## TASK TO COMPLETE
Lines with the string "Stream" are to be identified in the listing and copied.

## AVAILABLE DATA
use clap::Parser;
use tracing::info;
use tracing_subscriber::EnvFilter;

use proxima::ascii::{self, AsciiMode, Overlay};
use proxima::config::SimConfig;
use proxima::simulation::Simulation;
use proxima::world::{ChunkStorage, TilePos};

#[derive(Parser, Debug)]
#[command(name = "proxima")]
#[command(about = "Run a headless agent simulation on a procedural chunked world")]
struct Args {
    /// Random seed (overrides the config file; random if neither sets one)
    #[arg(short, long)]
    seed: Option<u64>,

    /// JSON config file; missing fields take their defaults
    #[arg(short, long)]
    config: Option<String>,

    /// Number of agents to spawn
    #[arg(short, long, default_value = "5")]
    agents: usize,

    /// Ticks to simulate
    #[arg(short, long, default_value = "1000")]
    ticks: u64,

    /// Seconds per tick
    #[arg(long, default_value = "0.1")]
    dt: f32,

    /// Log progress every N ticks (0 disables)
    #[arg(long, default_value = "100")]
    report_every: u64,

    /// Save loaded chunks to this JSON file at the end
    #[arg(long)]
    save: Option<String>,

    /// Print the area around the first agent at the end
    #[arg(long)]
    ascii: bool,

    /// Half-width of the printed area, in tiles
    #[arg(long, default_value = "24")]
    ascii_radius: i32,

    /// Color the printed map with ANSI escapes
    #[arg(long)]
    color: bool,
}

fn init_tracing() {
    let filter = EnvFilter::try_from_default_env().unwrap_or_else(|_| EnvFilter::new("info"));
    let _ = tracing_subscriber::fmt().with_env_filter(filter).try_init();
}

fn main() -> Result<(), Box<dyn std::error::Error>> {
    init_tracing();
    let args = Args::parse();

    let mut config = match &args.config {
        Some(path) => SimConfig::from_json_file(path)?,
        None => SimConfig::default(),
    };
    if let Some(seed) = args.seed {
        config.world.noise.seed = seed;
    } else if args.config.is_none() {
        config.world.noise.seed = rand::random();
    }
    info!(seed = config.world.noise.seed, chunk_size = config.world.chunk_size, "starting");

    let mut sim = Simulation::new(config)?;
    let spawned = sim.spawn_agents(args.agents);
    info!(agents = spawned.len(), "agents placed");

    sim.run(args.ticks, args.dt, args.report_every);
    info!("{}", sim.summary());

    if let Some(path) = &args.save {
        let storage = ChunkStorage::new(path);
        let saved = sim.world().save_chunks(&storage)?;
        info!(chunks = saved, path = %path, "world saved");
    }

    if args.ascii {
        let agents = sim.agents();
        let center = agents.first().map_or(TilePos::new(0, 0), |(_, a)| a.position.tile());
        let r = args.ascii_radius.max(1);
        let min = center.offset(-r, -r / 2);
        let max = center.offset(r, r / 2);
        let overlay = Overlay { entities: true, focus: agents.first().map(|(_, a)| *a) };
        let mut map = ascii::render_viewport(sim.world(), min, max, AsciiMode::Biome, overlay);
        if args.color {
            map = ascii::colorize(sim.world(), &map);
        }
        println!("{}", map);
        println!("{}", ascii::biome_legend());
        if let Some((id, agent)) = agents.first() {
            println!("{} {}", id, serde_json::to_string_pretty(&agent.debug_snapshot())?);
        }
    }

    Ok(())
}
---
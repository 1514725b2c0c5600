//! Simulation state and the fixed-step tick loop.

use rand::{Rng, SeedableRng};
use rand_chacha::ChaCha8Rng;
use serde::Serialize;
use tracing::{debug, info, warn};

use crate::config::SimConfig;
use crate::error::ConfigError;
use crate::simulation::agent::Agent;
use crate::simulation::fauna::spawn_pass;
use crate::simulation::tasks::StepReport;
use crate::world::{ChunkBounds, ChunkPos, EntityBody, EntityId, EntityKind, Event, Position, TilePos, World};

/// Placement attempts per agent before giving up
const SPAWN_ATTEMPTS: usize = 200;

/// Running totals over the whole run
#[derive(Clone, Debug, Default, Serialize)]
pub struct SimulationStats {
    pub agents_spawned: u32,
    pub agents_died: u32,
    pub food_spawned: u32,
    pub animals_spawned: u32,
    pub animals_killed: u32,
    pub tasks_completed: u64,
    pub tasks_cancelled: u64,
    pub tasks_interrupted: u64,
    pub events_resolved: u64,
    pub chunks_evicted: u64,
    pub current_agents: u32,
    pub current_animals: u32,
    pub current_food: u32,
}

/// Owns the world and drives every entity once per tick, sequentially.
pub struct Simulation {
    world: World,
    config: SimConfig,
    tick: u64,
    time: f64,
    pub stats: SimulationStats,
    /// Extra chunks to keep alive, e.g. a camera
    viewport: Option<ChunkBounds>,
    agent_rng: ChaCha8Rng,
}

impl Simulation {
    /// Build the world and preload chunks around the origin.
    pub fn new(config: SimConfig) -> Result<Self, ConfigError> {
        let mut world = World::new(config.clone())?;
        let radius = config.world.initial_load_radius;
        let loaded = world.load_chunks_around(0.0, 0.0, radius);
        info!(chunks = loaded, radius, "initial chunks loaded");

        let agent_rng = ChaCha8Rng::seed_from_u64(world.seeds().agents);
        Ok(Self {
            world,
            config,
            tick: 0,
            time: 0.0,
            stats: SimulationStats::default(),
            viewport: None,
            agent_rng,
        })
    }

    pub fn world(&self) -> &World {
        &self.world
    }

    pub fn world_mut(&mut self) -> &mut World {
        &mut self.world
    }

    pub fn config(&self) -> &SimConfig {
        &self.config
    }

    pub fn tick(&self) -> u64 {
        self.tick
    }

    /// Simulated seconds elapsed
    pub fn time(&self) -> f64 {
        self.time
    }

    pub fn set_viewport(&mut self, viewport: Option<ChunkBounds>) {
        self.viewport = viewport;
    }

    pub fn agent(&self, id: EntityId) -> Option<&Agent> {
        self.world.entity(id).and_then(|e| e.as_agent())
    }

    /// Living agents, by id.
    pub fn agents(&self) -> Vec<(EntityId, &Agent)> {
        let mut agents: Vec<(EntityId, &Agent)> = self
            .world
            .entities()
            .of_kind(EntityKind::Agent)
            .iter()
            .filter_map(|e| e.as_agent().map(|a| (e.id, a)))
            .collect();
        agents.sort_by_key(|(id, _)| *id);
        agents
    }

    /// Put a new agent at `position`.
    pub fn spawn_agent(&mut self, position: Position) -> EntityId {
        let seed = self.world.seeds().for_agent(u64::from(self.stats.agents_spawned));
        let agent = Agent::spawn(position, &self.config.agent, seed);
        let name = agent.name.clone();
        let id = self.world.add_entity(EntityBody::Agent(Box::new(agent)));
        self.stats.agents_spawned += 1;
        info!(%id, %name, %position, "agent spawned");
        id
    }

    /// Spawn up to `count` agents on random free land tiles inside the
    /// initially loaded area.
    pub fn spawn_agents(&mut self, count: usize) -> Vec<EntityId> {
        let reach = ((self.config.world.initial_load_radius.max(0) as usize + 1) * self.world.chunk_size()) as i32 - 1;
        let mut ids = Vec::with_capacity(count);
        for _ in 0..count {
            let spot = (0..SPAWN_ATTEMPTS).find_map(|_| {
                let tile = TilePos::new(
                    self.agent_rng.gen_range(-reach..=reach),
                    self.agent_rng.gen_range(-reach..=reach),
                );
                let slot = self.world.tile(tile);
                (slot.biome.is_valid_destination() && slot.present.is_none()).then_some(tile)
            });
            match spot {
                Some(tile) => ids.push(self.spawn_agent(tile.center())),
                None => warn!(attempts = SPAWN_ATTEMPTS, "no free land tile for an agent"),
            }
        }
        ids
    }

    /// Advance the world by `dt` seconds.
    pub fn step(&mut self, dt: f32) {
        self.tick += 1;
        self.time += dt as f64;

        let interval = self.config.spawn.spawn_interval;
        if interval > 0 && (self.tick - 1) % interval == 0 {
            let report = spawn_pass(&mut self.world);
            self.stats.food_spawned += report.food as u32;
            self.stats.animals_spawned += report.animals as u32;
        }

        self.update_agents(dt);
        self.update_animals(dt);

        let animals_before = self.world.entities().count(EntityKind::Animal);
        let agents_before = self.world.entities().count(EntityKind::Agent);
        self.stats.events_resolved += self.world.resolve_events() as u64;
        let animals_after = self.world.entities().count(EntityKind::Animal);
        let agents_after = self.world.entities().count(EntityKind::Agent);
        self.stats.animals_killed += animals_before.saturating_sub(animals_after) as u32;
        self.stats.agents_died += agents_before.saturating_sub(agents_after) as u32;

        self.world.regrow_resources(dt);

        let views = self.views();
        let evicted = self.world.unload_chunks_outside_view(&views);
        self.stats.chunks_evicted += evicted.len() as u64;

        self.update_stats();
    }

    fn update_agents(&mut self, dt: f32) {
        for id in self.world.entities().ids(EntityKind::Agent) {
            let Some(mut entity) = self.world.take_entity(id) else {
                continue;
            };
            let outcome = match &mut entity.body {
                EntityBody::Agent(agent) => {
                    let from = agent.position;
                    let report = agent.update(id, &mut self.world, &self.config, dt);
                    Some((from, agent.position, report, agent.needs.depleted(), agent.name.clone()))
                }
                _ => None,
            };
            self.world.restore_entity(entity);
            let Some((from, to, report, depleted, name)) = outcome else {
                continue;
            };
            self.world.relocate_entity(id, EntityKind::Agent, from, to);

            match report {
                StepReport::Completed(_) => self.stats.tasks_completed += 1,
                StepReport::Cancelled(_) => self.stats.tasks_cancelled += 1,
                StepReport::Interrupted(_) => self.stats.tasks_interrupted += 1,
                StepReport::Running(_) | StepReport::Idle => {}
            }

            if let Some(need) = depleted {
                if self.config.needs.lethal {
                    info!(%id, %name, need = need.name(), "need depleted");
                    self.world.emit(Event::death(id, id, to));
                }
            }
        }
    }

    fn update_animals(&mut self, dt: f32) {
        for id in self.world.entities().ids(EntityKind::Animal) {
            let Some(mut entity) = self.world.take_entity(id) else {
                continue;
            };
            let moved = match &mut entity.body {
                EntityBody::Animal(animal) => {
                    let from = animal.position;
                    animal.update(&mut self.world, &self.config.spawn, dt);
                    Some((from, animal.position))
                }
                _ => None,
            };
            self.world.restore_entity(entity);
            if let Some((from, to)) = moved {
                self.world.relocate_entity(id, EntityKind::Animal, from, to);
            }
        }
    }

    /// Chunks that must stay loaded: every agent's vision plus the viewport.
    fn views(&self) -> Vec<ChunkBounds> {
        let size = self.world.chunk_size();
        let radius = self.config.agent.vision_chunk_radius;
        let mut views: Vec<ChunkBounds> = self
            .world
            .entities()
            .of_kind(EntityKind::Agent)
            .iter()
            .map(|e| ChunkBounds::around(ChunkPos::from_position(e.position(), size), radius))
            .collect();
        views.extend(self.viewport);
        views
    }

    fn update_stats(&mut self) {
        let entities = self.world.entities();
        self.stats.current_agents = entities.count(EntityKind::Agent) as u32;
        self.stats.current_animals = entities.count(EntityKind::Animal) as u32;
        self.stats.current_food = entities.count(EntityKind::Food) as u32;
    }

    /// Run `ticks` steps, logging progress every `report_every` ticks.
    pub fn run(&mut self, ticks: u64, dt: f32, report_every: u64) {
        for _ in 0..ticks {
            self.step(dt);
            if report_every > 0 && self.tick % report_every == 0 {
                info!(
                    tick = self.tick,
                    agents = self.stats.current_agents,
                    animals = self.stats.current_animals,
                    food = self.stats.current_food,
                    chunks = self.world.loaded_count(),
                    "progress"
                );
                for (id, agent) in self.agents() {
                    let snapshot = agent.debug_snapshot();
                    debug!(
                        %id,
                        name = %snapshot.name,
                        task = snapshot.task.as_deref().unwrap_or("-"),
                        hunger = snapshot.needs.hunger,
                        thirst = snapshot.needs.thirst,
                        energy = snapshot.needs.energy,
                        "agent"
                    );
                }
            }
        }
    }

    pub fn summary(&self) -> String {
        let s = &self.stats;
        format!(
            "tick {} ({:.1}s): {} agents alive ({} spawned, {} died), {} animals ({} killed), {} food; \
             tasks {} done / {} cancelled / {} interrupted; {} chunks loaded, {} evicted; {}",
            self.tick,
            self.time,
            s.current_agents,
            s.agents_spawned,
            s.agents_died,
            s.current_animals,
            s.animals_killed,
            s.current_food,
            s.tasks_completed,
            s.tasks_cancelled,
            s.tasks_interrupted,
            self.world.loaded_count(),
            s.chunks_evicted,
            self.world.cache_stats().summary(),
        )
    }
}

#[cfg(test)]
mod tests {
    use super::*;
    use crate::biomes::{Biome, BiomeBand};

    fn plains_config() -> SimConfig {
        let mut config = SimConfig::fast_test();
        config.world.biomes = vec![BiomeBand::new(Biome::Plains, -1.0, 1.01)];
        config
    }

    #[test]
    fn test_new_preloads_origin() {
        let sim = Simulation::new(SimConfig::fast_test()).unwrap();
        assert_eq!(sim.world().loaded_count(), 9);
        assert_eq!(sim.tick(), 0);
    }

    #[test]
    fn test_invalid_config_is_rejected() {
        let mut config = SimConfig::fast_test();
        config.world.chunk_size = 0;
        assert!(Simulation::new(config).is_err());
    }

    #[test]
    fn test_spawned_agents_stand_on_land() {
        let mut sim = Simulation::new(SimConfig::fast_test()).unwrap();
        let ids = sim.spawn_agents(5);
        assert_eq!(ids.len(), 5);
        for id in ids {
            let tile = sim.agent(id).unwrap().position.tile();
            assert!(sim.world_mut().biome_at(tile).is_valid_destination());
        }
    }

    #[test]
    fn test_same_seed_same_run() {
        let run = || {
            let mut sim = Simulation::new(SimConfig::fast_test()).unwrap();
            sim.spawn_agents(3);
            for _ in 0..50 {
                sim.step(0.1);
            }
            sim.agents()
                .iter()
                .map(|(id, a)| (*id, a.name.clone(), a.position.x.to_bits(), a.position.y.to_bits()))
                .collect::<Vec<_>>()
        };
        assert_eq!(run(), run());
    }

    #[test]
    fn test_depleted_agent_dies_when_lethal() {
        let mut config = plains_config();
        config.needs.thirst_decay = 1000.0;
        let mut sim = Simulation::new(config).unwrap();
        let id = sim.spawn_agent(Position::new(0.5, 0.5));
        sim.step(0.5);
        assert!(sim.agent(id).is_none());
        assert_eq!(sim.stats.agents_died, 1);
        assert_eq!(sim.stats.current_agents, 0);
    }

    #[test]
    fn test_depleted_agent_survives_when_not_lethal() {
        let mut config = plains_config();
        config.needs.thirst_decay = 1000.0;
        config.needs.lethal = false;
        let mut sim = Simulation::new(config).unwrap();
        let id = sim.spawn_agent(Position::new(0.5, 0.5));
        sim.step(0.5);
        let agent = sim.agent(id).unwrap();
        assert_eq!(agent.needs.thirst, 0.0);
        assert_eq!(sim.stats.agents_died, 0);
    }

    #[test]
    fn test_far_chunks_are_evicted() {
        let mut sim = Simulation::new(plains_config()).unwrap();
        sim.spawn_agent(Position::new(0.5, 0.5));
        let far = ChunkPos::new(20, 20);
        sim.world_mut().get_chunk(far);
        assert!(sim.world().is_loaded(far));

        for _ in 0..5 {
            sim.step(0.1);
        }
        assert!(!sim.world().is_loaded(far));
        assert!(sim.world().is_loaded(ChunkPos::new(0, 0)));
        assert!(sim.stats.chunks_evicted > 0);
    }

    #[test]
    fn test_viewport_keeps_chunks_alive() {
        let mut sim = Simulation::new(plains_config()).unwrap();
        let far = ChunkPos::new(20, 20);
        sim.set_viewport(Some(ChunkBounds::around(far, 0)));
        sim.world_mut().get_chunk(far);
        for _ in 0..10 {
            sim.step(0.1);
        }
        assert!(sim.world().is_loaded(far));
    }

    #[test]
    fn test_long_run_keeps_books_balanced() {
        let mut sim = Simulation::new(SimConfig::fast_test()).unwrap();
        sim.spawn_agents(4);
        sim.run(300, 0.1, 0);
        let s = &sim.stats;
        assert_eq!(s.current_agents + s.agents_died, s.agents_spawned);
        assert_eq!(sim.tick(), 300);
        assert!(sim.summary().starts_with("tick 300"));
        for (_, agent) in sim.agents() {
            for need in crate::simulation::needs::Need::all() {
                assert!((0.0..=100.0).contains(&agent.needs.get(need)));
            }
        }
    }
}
---
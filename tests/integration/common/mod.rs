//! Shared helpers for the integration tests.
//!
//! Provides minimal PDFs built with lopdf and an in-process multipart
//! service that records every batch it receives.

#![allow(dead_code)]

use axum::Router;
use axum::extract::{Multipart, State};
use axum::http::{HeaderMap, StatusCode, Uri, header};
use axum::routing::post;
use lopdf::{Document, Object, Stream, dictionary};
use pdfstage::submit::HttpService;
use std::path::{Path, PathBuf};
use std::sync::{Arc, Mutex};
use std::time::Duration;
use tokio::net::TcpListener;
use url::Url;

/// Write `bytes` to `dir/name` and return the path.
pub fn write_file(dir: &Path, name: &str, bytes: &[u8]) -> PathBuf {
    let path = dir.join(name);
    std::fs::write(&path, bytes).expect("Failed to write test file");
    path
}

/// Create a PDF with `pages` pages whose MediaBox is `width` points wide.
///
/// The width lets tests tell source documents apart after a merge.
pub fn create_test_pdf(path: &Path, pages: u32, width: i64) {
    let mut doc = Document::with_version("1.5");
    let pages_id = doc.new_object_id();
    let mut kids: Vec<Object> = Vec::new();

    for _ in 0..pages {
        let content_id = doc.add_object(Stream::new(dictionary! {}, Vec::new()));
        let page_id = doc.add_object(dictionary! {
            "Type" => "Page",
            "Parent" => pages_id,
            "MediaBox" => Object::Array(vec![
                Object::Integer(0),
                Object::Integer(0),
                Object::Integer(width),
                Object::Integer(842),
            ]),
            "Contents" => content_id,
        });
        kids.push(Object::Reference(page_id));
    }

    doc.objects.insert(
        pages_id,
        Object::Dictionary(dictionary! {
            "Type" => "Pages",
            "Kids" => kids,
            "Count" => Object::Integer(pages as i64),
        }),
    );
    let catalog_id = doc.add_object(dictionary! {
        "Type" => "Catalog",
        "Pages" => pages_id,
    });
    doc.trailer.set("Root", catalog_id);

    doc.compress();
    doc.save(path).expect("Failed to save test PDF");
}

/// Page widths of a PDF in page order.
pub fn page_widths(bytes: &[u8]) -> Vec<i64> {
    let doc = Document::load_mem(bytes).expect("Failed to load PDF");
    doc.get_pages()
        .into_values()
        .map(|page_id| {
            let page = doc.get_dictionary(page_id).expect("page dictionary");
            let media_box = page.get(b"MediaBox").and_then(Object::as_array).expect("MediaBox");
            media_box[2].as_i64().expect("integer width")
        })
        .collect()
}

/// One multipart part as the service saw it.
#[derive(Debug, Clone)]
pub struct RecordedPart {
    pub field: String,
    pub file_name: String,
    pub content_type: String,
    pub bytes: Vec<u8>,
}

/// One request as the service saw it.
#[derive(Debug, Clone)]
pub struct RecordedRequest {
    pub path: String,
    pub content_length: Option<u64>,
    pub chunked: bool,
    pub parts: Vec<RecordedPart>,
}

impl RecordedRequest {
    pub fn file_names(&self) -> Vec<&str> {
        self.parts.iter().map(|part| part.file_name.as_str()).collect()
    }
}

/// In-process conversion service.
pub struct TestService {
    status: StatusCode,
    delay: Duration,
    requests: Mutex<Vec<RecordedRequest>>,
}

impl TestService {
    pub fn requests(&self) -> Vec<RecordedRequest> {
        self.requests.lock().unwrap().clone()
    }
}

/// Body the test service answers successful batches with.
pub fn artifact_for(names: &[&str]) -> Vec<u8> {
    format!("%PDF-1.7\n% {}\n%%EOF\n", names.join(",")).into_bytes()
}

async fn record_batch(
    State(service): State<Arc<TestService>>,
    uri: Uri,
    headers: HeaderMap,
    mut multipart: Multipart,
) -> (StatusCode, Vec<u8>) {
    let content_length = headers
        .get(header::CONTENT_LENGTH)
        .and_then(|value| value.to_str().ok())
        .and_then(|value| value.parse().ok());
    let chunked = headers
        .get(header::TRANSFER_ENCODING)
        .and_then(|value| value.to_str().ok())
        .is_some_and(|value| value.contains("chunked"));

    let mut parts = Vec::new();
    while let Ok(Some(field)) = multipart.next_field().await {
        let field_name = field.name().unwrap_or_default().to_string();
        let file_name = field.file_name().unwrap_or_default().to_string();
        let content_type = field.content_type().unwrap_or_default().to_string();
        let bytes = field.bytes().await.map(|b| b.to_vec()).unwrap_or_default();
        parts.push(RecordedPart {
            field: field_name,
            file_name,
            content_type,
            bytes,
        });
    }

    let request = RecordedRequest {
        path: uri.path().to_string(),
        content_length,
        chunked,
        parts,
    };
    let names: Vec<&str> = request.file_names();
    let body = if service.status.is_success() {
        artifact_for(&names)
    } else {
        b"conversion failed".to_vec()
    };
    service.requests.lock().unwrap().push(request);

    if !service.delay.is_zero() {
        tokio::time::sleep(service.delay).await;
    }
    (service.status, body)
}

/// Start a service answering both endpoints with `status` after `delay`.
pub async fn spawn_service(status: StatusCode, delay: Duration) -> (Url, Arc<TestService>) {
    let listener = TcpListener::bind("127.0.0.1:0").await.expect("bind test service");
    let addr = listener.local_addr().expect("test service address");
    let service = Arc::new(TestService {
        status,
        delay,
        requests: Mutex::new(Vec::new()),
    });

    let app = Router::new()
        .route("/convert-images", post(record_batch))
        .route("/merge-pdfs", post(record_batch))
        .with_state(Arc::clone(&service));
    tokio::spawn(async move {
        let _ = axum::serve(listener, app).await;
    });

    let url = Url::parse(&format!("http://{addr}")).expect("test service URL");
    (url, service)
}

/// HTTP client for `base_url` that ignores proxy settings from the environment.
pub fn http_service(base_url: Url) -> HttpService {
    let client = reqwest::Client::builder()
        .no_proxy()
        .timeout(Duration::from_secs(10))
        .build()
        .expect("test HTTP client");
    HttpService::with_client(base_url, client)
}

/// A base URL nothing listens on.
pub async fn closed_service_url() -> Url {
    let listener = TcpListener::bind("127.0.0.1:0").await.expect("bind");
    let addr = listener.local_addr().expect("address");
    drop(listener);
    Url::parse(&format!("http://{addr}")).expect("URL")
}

## SOLUTION TO THE PROBLEM
use lopdf::{Document, Object, Stream, dictionary};
        let content_id = doc.add_object(Stream::new(dictionary! {}, Vec::new()));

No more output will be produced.